Borstkanker

Soorten borstkanker

Borstkanker wordt onderverdeeld in aantal categorieën:

  • Een voorstadium heet ductaal carcinoom in situ (DCIS) (in situ = nog ter plaatse). Hierbij is de tumor beperkt tot de melkgangen en is niet doorgegroeid in het omgevende weefsel. Op een mammografie is deze afwijking zichtbaar onder de vorm van verkalkingen : microcalcificaties.
  • Bij een invasieve kanker zijn de kwaadaardige cellen door de melkgang gegroeid. Ze kunnen dan losraken en via lymfe of het bloed door het lichaam verspreid worden. Het type borstkanker dat ontstaat in de melkgang wordt ductaal carcinoom genoemd. Dit is de meest frekwente vorm van borstkanker : in 80 % van de gevallen gaat het om een ductaal carcinoom (IDA).
  • Bij 20% van de vrouwen met borstkanker ontstaat de borstkanker in de kleine melkklier, op het einde van de melkgang. Dit wordt het lobulair carcinoom (ILA) genoemd.voorkomt, heet melkklierkanker of invasief lobulair carcinoom (ILA).
  • De ziekte van Paget is een zeldzaam type borstkanker in het gebied van de tepel.

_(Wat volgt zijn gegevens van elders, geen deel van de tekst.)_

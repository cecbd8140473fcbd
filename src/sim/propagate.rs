//! Fixed-point signal propagation
//!
//! A discrete boolean-network evaluator that tolerates cycles: it repeatedly
//! sweeps the arena in storage order, recomputing each active element's
//! output, until a full sweep changes nothing or the sweep cap is hit.
//! Within a sweep an element sees values already updated earlier in the same
//! sweep (Gauss-Seidel relaxation), so results are deterministic for a fixed
//! storage order. Propagation never fails; a circuit still changing at the
//! cap is reported unstable and keeps whatever the last sweep produced.

use serde::{Deserialize, Serialize};

use super::state::{Element, ElementKind};
use crate::consts::{MAX_INPUTS_PER_ELEMENT, MAX_PROPAGATION_SWEEPS};

/// How the most recent propagation pass ended
#[derive(Debug, Clone, Copy, PartialEq, Eq, Serialize, Deserialize)]
pub enum PropagationOutcome {
    /// A sweep produced no output changes
    Settled {
        /// Sweeps run, including the final changeless one
        sweeps: u32,
    },
    /// Outputs were still changing when the sweep cap was reached
    Unstable,
}

impl Default for PropagationOutcome {
    fn default() -> Self {
        PropagationOutcome::Settled { sweeps: 0 }
    }
}

/// Relax the arena to a fixed point (or the sweep cap)
pub fn propagate(elements: &mut [Element]) -> PropagationOutcome {
    let mut sweeps = 0;
    let mut changed = true;

    while changed && sweeps < MAX_PROPAGATION_SWEEPS {
        changed = false;
        sweeps += 1;

        for i in 0..elements.len() {
            if !elements[i].active {
                continue;
            }
            let previous = elements[i].output;
            let (output, levels) = evaluate(elements, i);

            let elem = &mut elements[i];
            elem.input_levels = levels;
            elem.output = output;
            if output != previous {
                changed = true;
            }
        }
    }

    if changed {
        log::warn!(
            "circuit still changing after {MAX_PROPAGATION_SWEEPS} sweeps, keeping last values"
        );
        PropagationOutcome::Unstable
    } else {
        PropagationOutcome::Settled { sweeps }
    }
}

/// Compute one element's next output and observed input levels.
///
/// Reads the arena as it currently stands, including outputs already updated
/// earlier in the running sweep. Slots whose driver does not resolve keep
/// their previous observed level and do not count as driven.
fn evaluate(elements: &[Element], index: usize) -> (bool, [bool; MAX_INPUTS_PER_ELEMENT]) {
    let elem = &elements[index];
    let mut levels = elem.input_levels;

    let mut resolved = 0u8;
    let mut any_high = false;
    let mut all_high = true;
    for (slot, input) in elem.inputs.iter().enumerate() {
        let Some(driver_id) = input else { continue };
        let Some(driver) = elements.iter().find(|e| e.active && e.id == *driver_id) else {
            continue;
        };
        levels[slot] = driver.output;
        resolved += 1;
        if driver.output {
            any_high = true;
        } else {
            all_high = false;
        }
    }

    let output = match elem.kind {
        ElementKind::Source => true,
        // A sensor is a pure sink; scenario logic observes its inputs
        ElementKind::Sensor => false,
        // Externally driven by interact/release, never recomputed here
        ElementKind::Button | ElementKind::Switch => elem.output,
        ElementKind::And => resolved > 0 && elem.connected_inputs >= 2 && all_high,
        ElementKind::Or => resolved > 0 && any_high,
        // Reserved kinds hold their output until they get a rule
        ElementKind::Not
        | ElementKind::Bus
        | ElementKind::FlipFlop
        | ElementKind::Mux
        | ElementKind::Tape
        | ElementKind::Sequencer => elem.output,
    };
    (output, levels)
}

#[cfg(test)]
mod tests {
    use super::*;
    use crate::sim::state::ElementId;
    use glam::IVec2;

    fn element(id: u32, kind: ElementKind) -> Element {
        Element::new(ElementId(id), kind, IVec2::new(id as i32, 0))
    }

    fn wire(elem: &mut Element, slot: usize, from: u32) {
        elem.inputs[slot] = Some(ElementId(from));
        elem.connected_inputs = elem.derive_connected_inputs();
    }

    #[test]
    fn test_source_drives_or() {
        let mut arena = vec![element(1, ElementKind::Source), element(2, ElementKind::Or)];
        wire(&mut arena[1], 0, 1);

        let outcome = propagate(&mut arena);
        assert!(matches!(outcome, PropagationOutcome::Settled { .. }));
        assert!(arena[0].output);
        assert!(arena[1].output);
        assert!(arena[1].input_levels[0]);
    }

    #[test]
    fn test_and_with_single_input_stays_low() {
        let mut arena = vec![element(1, ElementKind::Source), element(2, ElementKind::And)];
        wire(&mut arena[1], 0, 1);

        propagate(&mut arena);
        // one connected input is never enough, even when it reads high
        assert!(!arena[1].output);
        assert!(arena[1].input_levels[0]);
    }

    #[test]
    fn test_and_with_two_high_inputs_goes_high() {
        let mut arena = vec![
            element(1, ElementKind::Source),
            element(2, ElementKind::Source),
            element(3, ElementKind::And),
        ];
        wire(&mut arena[2], 0, 1);
        wire(&mut arena[2], 1, 2);

        propagate(&mut arena);
        assert!(arena[2].output);
    }

    #[test]
    fn test_and_goes_low_when_any_input_is_low() {
        let mut arena = vec![
            element(1, ElementKind::Source),
            element(2, ElementKind::Switch),
            element(3, ElementKind::And),
        ];
        wire(&mut arena[2], 0, 1);
        wire(&mut arena[2], 1, 2);

        propagate(&mut arena);
        assert!(!arena[2].output);

        arena[1].output = true; // switch toggled on
        propagate(&mut arena);
        assert!(arena[2].output);
    }

    #[test]
    fn test_or_without_inputs_stays_low() {
        let mut arena = vec![element(1, ElementKind::Or)];
        propagate(&mut arena);
        assert!(!arena[0].output);
    }

    #[test]
    fn test_sensor_output_is_always_low() {
        let mut arena = vec![
            element(1, ElementKind::Source),
            element(2, ElementKind::Sensor),
        ];
        wire(&mut arena[1], 0, 1);

        propagate(&mut arena);
        assert!(!arena[1].output);
        // but the incoming level is observed
        assert!(arena[1].input_levels[0]);
    }

    #[test]
    fn test_acyclic_chain_settles_within_element_count_sweeps() {
        // or <- or <- ... <- switch, with the switch stored last so each
        // sweep can only advance the signal one storage position
        let len = 8usize;
        let mut arena: Vec<Element> =
            (1..len as u32).map(|i| element(i, ElementKind::Or)).collect();
        arena.push(element(len as u32, ElementKind::Switch));
        for i in 0..len - 1 {
            let from = arena[i + 1].id.0;
            wire(&mut arena[i], 0, from);
        }
        arena[len - 1].output = true;

        match propagate(&mut arena) {
            PropagationOutcome::Settled { sweeps } => {
                assert!(sweeps as usize <= len, "took {sweeps} sweeps for {len} elements")
            }
            PropagationOutcome::Unstable => panic!("acyclic circuit reported unstable"),
        }
        assert!(arena.iter().all(|e| e.output));
    }

    #[test]
    fn test_or_feedback_cycle_settles() {
        // switch -> or <-> or: the cycle holds the signal it was fed
        let mut arena = vec![
            element(1, ElementKind::Switch),
            element(2, ElementKind::Or),
            element(3, ElementKind::Or),
        ];
        wire(&mut arena[1], 0, 1);
        wire(&mut arena[1], 1, 3);
        wire(&mut arena[2], 0, 2);

        propagate(&mut arena);
        assert!(!arena[1].output);
        assert!(!arena[2].output);

        arena[0].output = true;
        let outcome = propagate(&mut arena);
        assert!(matches!(outcome, PropagationOutcome::Settled { .. }));
        assert!(arena[1].output);
        assert!(arena[2].output);
    }

    #[test]
    fn test_dangling_driver_reads_low() {
        let mut arena = vec![element(1, ElementKind::Or)];
        wire(&mut arena[0], 0, 99);

        propagate(&mut arena);
        // the bound slot counts as occupied but never resolves
        assert!(!arena[0].output);
    }
}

Dit wordt gekenmerkt door jeuk, schilferigheid op en rond de tepel.
  • Een ander zeldzaam type borstkanker is mastitis carcinomatosa. Dit betekent dat de huid rood en warm en gezwollen is, lijkend op een borstontsteking.
  • De anatoom-patholoog kijkt na welke gradering de tumor heeft. We maken een onderscheid tussen graad I (goed gedifferentieerd), graad II (matig gedifferentieerd) en graad III (weinig gedifferentieerd) tumoren.

Uitzaaiingen

Ook via het bloed kunnen kankercellen zich verspreiden: dan ontstaan uitzaaiingen in de lever, de longen of de botten.

Bij verspreiding van kankercellen via de lymfe kunnen de lymfeklieren aangetast worden. Bij borstkanker gaat de eerste uitzaaiing vaak naar de lymfeklieren in de oksel aan de kant van de aangetaste borst. Van daaruit kunnen kankercellen zich door het lichaam verspreiden.

Receptoren

Hormoonreceptoren

Op de buitenzijde van de cel zijn er herkenningspunten aanwezig. De vrouwelijke hormonen (oestrogenen en progesterone) kunnen zich binden op deze punten (=receptoren) en op die manier de cel aanzetten tot groei. De tumor wordt ‘ER-positief’ genoemd als het receptoren heeft voor het hormoon oestrogeen. De tumor wordt ‘PR-positief’ genoemd als het receptoren heeft voor het hormoon progesterone. Deze tumoren zijn hormoonafhankelijke tumoren en reageren goed op een behandeling met een antihormonale behandeling. Dit zijn geneesmiddelen die de receptoren blokkeren voor de hormonen zodat ze hun werking niet meer kunnen uitoefenen. Ofwel kunnen de geneesmiddelen de hoeveelheid hormonen die in het lichaam gemaakt worden verlagen.

Borstcellen die geen receptoren bezitten op de buitenzijde worden hormoonnegatieve tumoren genoemd. Het geven van medicatie heeft dan weinig zin.

HER2-receptoren

Er zijn nog andere receptoren die de groei van de kankercel kunnen stimuleren. HER2-receptoren zijn in feite eiwitten (of antigenen) die zich op de celwand bevinden. Deze receptoren kunnen geblokkeerd worden door HER2-antilichamen. Zo wordt de groeistimulerende werking van deze receptoren geblokkeerd. Hiervoor wordt antilichaamtherapie gebruikt in de behandeling ((Herceptine®)

Triple negatieve borsttumoren

Dit zijn tumoren die geen hormoonreceptoren of HER2 receptoren hebben. Zij komen niet in aanmerking voor een behandeling met hormoontherapie of Herceptine®.

Andere receptoren

Nieuwe wetenschappelijke inzichten hebben tot de ontdekking geleid van nieuwere receptoren. Hiervoor worden nieuwe medicaties gebruikt, deels nog in studieverband maar ook deels in de praktijk.